HCSC: Speaking of your own chair, what made you go independent and start your own business?

KR: It was really hard to make that decision because I was with Rock Paper Scissors since they opened and I started out my career there and they support everything that I do and because of my transitions in my own life, I think I lost focus of what I really wanted to do which was educate more, travel more, and make sure I create a peaceful space for myself so I can work my best with my clients. I went back and forth and finally I told my friend, Danielle, and she was super supportive and that made my transition a lot easier.

HCSC: What is your favorite part about owning your own business now?

KR: Oh, gosh, so much! Like today, I was decorating again. I got sunflowers and plants, and it gets me thinking about what is my vision? When I first came in here, there was nothing and I got the freedom to decorate it however I want to. I want it to be real clean and also as bright as I can keep it so I had to bring the light in.

HCSC: What do you think is the next step for you and your business?

KR: One day, if I can educate for the most part and work behind the chair a little bit, I feel like that’s becoming doable. I love working behind the chair and I definitely love to teach other stylists, too, because I’m not going to live forever and I need to pass this down. Creating a curriculum, like in a book or online stuff, that’s a big thing for me, too.

HCSC: What are some tips to maintain curls after a big chop?

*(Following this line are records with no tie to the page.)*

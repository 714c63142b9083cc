//! Document persistence
//!
//! The persistence collaborator is a key-value document store with simple
//! query-by-field. [`DocumentStore`] is that seam; [`FileStore`] keeps one
//! JSON file per document and [`MemoryStore`] backs tests.
//! [`BundleRepository`] maps bundles onto stored documents.

#[cfg(test)]
pub mod failing;
pub mod file;
pub mod memory;
pub mod repository;

use serde_json::{Map, Value};

use crate::error::Result;

pub use file::FileStore;
pub use memory::MemoryStore;
pub use repository::{BundleRepository, COLLECTION, StoredDocument};

/// Document body: a JSON object
pub type Fields = Map<String, Value>;

/// Key-value document store with query-by-field
///
/// Writes are last-write-wins. There is no locking or versioning.
pub trait DocumentStore: Send + Sync {
    /// Create or replace a document
    fn set(&self, collection: &str, id: &str, fields: Fields) -> Result<()>;

    /// Fetch a document, `None` when absent
    fn get(&self, collection: &str, id: &str) -> Result<Option<Fields>>;

    /// All documents of a collection, ordered by ID
    fn list(&self, collection: &str) -> Result<Vec<(String, Fields)>>;

    /// Delete every document of a collection, returning how many were removed
    fn delete_all(&self, collection: &str) -> Result<usize>;

    /// Documents whose top-level `field` equals `value`, ordered by ID
    fn query(&self, collection: &str, field: &str, value: &Value) -> Result<Vec<(String, Fields)>> {
        Ok(self
            .list(collection)?
            .into_iter()
            .filter(|(_, fields)| fields.get(field) == Some(value))
            .collect())
    }
}

/// Keys are used as file names by some stores
pub(crate) fn validate_key(id: &str) -> bool {
    !id.is_empty()
        && id != "."
        && id != ".."
        && !id.chars().any(|c| c == '/' || c == '\\' || c.is_control())
}
//! Clear command implementation

use console::{Style, Term};

use super::helpers::Context;
use crate::cli::{ClearArgs, GlobalArgs};
use crate::error::{Result, request};

pub fn run(globals: &GlobalArgs, args: ClearArgs) -> Result<()> {
    let ctx = Context::open(globals)?;
    if !args.yes && !confirm()? {
        println!("Aborted.");
        return Ok(());
    }

    let removed = ctx.repo.clear()?;
    println!(
        "{} {removed} stored bundle(s)",
        Style::new().bold().green().apply_to("Removed")
    );
    Ok(())
}

fn confirm() -> Result<bool> {
    let term = Term::stdout();
    if !term.is_term() {
        return Err(request::invalid(
            "Refusing to clear without --yes outside a terminal",
        ));
    }
    term.write_str("Delete all stored bundles? [y/N] ")?;
    let answer = term.read_line()?;
    Ok(matches!(
        answer.trim().to_ascii_lowercase().as_str(),
        "y" | "yes"
    ))
}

KR: You have to get on a regiment of trimming your hair. Just because you want to grow it out after a big chop or a regular chop, don’t think you can’t go without cutting your ends. Call it a shaping if it makes you feel better, but you have to get your hair trimmed every 3-4 months, wavier hair like mine, maybe five but six is pushing it. You have to deep condition and clarify at least once a month, too. Using high-quality products is important as well, and there’s a lot of products out there that’s price friendlier.

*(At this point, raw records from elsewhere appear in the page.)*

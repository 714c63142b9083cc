use clap::Parser;
use std::path::PathBuf;

/// Arguments for the convert command
#[derive(Parser, Debug)]
#[command(after_help = "EXAMPLES:\n  \
                  Convert an archive for a session:\n    adbundle convert designs.zip --session s1\n\n\
                  Print the stored document IDs as JSON:\n    adbundle convert designs.zip --session s1 --json")]
pub struct ConvertArgs {
    /// Zip archive of design files
    pub archive: PathBuf,

    /// Session the resulting bundles are grouped under
    #[arg(long, short = 's')]
    pub session: String,

    /// Print the result as JSON
    #[arg(long)]
    pub json: bool,
}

HCSC: What are some hair myths you hear about frequently?

KR: Co-washing. I compare it to washing dirty dishes with cold water. If you’re going to co-wash all the time and you never shampoo your hair, a) you’re going to build it up, b) you’re going to build it up so much that water can’t get into your hair, and c) your hair is going to be extra dry. Another big one is castor oil. Oh, my gosh, it’s not scientifically proven to make the hair grow. Castor oil is going to build too much on the hair, it’s like motor oil. Between coconut oil and castor oil, those are both not best for your hair unless it's done in a very refined way in a product. One more is rice water. Is it good to do? I mean, I think it’s a personal thing. If you want to do it, do it but it will make your scalp smell funny, it smells like a sour rice smell. I think there are so many products made to help with hair growth vs someone using rice water. I’m not against it, but buying higher quality products, deep conditioning and clarifying your hair, keeping up with your regiment of trims and feeding your body good things, that to me matters more than rice water.

HCSC: Do you have any advice for any college women seeking professions in the beauty or hair industry?

KR: If you have a passion for what you’re studying in school, have a hobby. To some people, hair is a hobby but use that hobby to make money. Do people’s hair, their eyebrows, or their makeup. I think it’s something you have to have an interest in, just do it and do it well. YouTube is great for some of that stuff, make a YouTube page. Some of my clients actually do that that are in college, they have their own YouTube pages and I would do that, too, if I was young.